- Born: 1892 San Francisco
- Died: 1979 (aged 86–87)
- Education: University of California, Berkeley (BA)
- Occupation: Businessman
- Known for: CEO of Levi Strauss & Co.
- Spouses: Eleanor Haas (until her death); Lucile Heming;
- Children: with Haas:; --Daniel E. Koshland Jr.; --Frances Koshland Geballe; --Phyllis Koshland Friedman;
- Parents: Corinne Schweitzer; Marcus Koshland;
- Family: Simon Koshland (grandfather)

= Daniel E. Koshland Sr. =

American businessman

Daniel E. Koshland Sr. (1892–1979) was an American businessman who served as the president and CEO (1955-1958) of Levi Strauss & Co.

== Biography ==
Koshland was born to a Jewish family in San Francisco, the son of Marcus Koshland and Corinne Schweitzer. He was the grandson of Simon Koshland, one of the most successful wool merchants in San Francisco who also taught Koshland's father the trade. Koshland graduated from Lowell High School in San Francisco and graduated with a B.A. in Economics from the University of California, Berkeley. After graduation he worked as a banker in New York City and in 1917, returned to San Francisco where he attended the US Army officer training program at the Presidio. He was not allowed to transfer to the Intelligence Corps overseas during World War I because of his German last name and instead served at Governor's Island, New York.

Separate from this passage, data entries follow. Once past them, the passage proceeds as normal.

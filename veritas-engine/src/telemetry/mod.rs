//! Telemetry: tracing subscriber setup and Prometheus metrics.

pub mod metrics;
pub mod tracer;

pub use metrics::{gather_metrics, metrics, VeritasMetrics, METRICS};
pub use tracer::{init_tracing, TelemetryConfig, TelemetryError, DEFAULT_LOG_FILTER};
//! Brave web-search provider

use crate::providers::{invalid_response, parse_retry_after_ms, rate_limited, request_failed, transport_error};
use async_trait::async_trait;
use reqwest::{Client, StatusCode};
use secrecy::{ExposeSecret, SecretString};
use serde::Deserialize;
use std::time::Duration;
use tracing::debug;
use veritas_core::{SearchResult, UpstreamResult, WebSearchService};

const SERVICE: &str = "web_search";

/// Brave caps `count` at 20 per request.
const MAX_RESULT_COUNT: usize = 20;

/// Web search over the Brave Search REST API.
#[derive(Debug)]
pub struct BraveSearchProvider {
    client: Client,
    api_key: SecretString,
    base_url: String,
}

impl BraveSearchProvider {
    pub fn new(api_key: SecretString) -> Self {
        Self {
            client: Client::new(),
            api_key,
            base_url: "https://api.search.brave.com/res/v1".to_string(),
        }
    }

    pub fn with_base_url(mut self, base_url: impl Into<String>) -> Self {
        self.base_url = base_url.into().trim_end_matches('/').to_string();
        self
    }

    pub fn with_timeout(mut self, timeout: Duration) -> Self {
        match Client::builder().timeout(timeout).build() {
            Ok(client) => self.client = client,
            Err(e) => tracing::warn!(service = SERVICE, error = %e, "Keeping default HTTP client"),
        }
        self
    }
}

// ============================================================================
// RESPONSE TYPES
// ============================================================================

#[derive(Debug, Deserialize)]
struct SearchResponse {
    #[serde(default)]
    web: Option<WebResults>,
}

#[derive(Debug, Deserialize)]
struct WebResults {
    #[serde(default)]
    results: Vec<WebResult>,
}

#[derive(Debug, Deserialize)]
struct WebResult {
    #[serde(default)]
    title: String,
    url: String,
    #[serde(default)]
    description: String,
}

/// Drop inline markup (Brave highlights matches with `<strong>`).
fn strip_tags(text: &str) -> String {
    let mut out = String::with_capacity(text.len());
    let mut in_tag = false;
    for c in text.chars() {
        match c {
            '<' => in_tag = true,
            '>' if in_tag => in_tag = false,
            _ if !in_tag => out.push(c),
            _ => {}
        }
    }
    out.trim().to_string()
}

fn to_results(response: SearchResponse, limit: usize) -> Vec<SearchResult> {
    response
        .web
        .map(|web| web.results)
        .unwrap_or_default()
        .into_iter()
        .filter(|r| !r.url.trim().is_empty())
        .take(limit)
        .map(|r| SearchResult {
            title: strip_tags(&r.title),
            url: r.url.trim().to_string(),
            snippet: strip_tags(&r.description),
        })
        .collect()
}

#[async_trait]
impl WebSearchService for BraveSearchProvider {
    async fn search(&self, query: &str, result_count: usize) -> UpstreamResult<Vec<SearchResult>> {
        let count = result_count.clamp(1, MAX_RESULT_COUNT);
        let count_param = count.to_string();
        let url = format!("{}/web/search", self.base_url);

        let response = self
            .client
            .get(&url)
            .header("Accept", "application/json")
            .header("X-Subscription-Token", self.api_key.expose_secret())
            .query(&[("q", query), ("count", count_param.as_str())])
            .send()
            .await
            .map_err(|e| transport_error(SERVICE, e))?;

        let status = response.status();
        if status == StatusCode::TOO_MANY_REQUESTS {
            let retry_after_ms = parse_retry_after_ms(response.headers()).unwrap_or(0);
            return Err(rate_limited(SERVICE, retry_after_ms));
        }
        if !status.is_success() {
            let message = response
                .text()
                .await
                .unwrap_or_else(|_| "Unknown error".to_string());
            return Err(request_failed(SERVICE, status.as_u16(), message));
        }

        let parsed: SearchResponse = response
            .json()
            .await
            .map_err(|e| invalid_response(SERVICE, format!("Failed to parse response: {}", e)))?;

        let results = to_results(parsed, count);
        debug!(results = results.len(), "web search completed");
        Ok(results)
    }
}

#[cfg(test)]
mod tests {
    use super::*;

    #[test]
    fn test_debug_hides_subscription_token() {
        let provider = BraveSearchProvider::new(SecretString::from("brave-token".to_string()))
            .with_base_url("https://search.internal/v1/");
        let rendered = format!("{:?}", provider);
        assert!(!rendered.contains("brave-token"));
        assert!(rendered.contains("https://search.internal/v1"));
    }

    #[test]
    fn test_strip_tags() {
        assert_eq!(strip_tags("The <strong>earth</strong> is round"), "The earth is round");
        assert_eq!(strip_tags("plain"), "plain");
    }

    #[test]
    fn test_to_results_limits_and_cleans() {
        let response: SearchResponse = serde_json::from_str(
            r#"{"web": {"results": [
                {"title": "A", "url": "https://a.example", "description": "<strong>alpha</strong>"},
                {"title": "Empty", "url": "  "},
                {"title": "B", "url": "https://b.example", "description": "beta"},
                {"title": "C", "url": "https://c.example", "description": "gamma"}
            ]}}"#,
        )
        .unwrap();
        let results = to_results(response, 2);
        assert_eq!(results.len(), 2);
        assert_eq!(results[0].snippet, "alpha");
        assert_eq!(results[1].url, "https://b.example");
    }

    #[test]
    fn test_to_results_without_web_section() {
        let response: SearchResponse = serde_json::from_str(r#"{"type": "search"}"#).unwrap();
        assert!(to_results(response, 3).is_empty());
    }
}
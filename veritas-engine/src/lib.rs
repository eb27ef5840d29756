//! VERITAS Engine - Resilient Detection Pipeline
//!
//! Flags contradictions and misinformation in chat messages while keeping
//! the system responsive when upstream services misbehave.
//!
//! - [`resilience`]: per-upstream circuit breakers and per-class admission gates
//! - [`guarded`]: the only path to the upstream services
//! - [`detect`]: pre-filter, content analyzer, validator and the two tracks
//! - [`assist`]: scope summaries and interactive replies
//! - [`jobs`]: named queues with bounded workers and exponential retry
//! - [`maintenance`]: cache sweeps and message retention
//! - [`context`]: shared state, built once and passed explicitly

pub mod assist;
pub mod constants;
pub mod context;
pub mod detect;
pub mod guarded;
pub mod jobs;
pub mod maintenance;
pub mod resilience;
pub mod telemetry;

pub use assist::Assistant;
pub use context::{CacheHealth, HealthSnapshot, PipelineContext, Upstreams};
pub use detect::DetectionOrchestrator;
pub use guarded::{GuardedServices, UpstreamGuard};
pub use jobs::{JobHandle, JobHandler, JobQueue, JobQueues, PipelineJobHandler};
pub use maintenance::{maintenance_task, run_maintenance_cycle, MaintenanceMetrics, MaintenanceSnapshot};
pub use resilience::{CircuitBreaker, ConcurrencyGate};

In 1922, he returned to San Francisco where he joined his brother-in-law Walter A. Haas Sr. at Levi Strauss & Co. which was at the time a small manufacturer of work clothing and a small drygoods wholesaler. Koshland's tenure at Levi Strauss – along with that of his brother-in-law – is widely credited with saving the company leading it through the Great Depression, racial integration at its factories, the global popularization of the Levi brand, and the creation of the Levi Strauss Foundation. Koshland served as CEO of Levi Strauss & Co. from 1955 to 1958.

== Philanthropy ==
In 1948, he established the San Francisco Foundation. Koshland served with various charities in varying capacities in the San Francisco area including the Industrial Welfare Commission; the Human Rights Commission; the San Francisco Juvenile Probation Committee; Planned Parenthood; Mount Zion Hospital; the Community Chest; the United Bay Area Crusade; the Citizen's Lobby for Freedom and Fair Play; the San Francisco Development Commission on Low-Cost Housing; the Council on Civic Unity; and the American Red Cross. He organized the business community to create jobs for World War II refugees and served as the national vice chairman of the United Negro College Fund. He was active in the founding of Brandeis University and promoted the development low-cost community colleges specifically the College of San Mateo and Cañada College. Several awards have been dedicated in his honor including the Jewish Community Federation's Haas/Koshland Award, the Koshland Young Leader Award of the San Francisco Foundation, and the Butler Koshland Fellowships.

== Personal life ==
In 1918, he married his cousin Eleanor Haas (Eleanor's mother Fanny was Koshland's aunt), daughter of Haas family patriarch Abraham Haas. They had three children: Daniel E. Koshland Jr. (married to Marian Elliot Koshland), Frances "Sissy" Koshland Geballe (married to Theodore H. Geballe), and Phyllis Koshland Friedman. Eleanor would later be diagnosed with multiple sclerosis and would devote a good portion of her philanthropy toward people with disabilities. After the death of his first wife, he married Lucile Heming in 1959.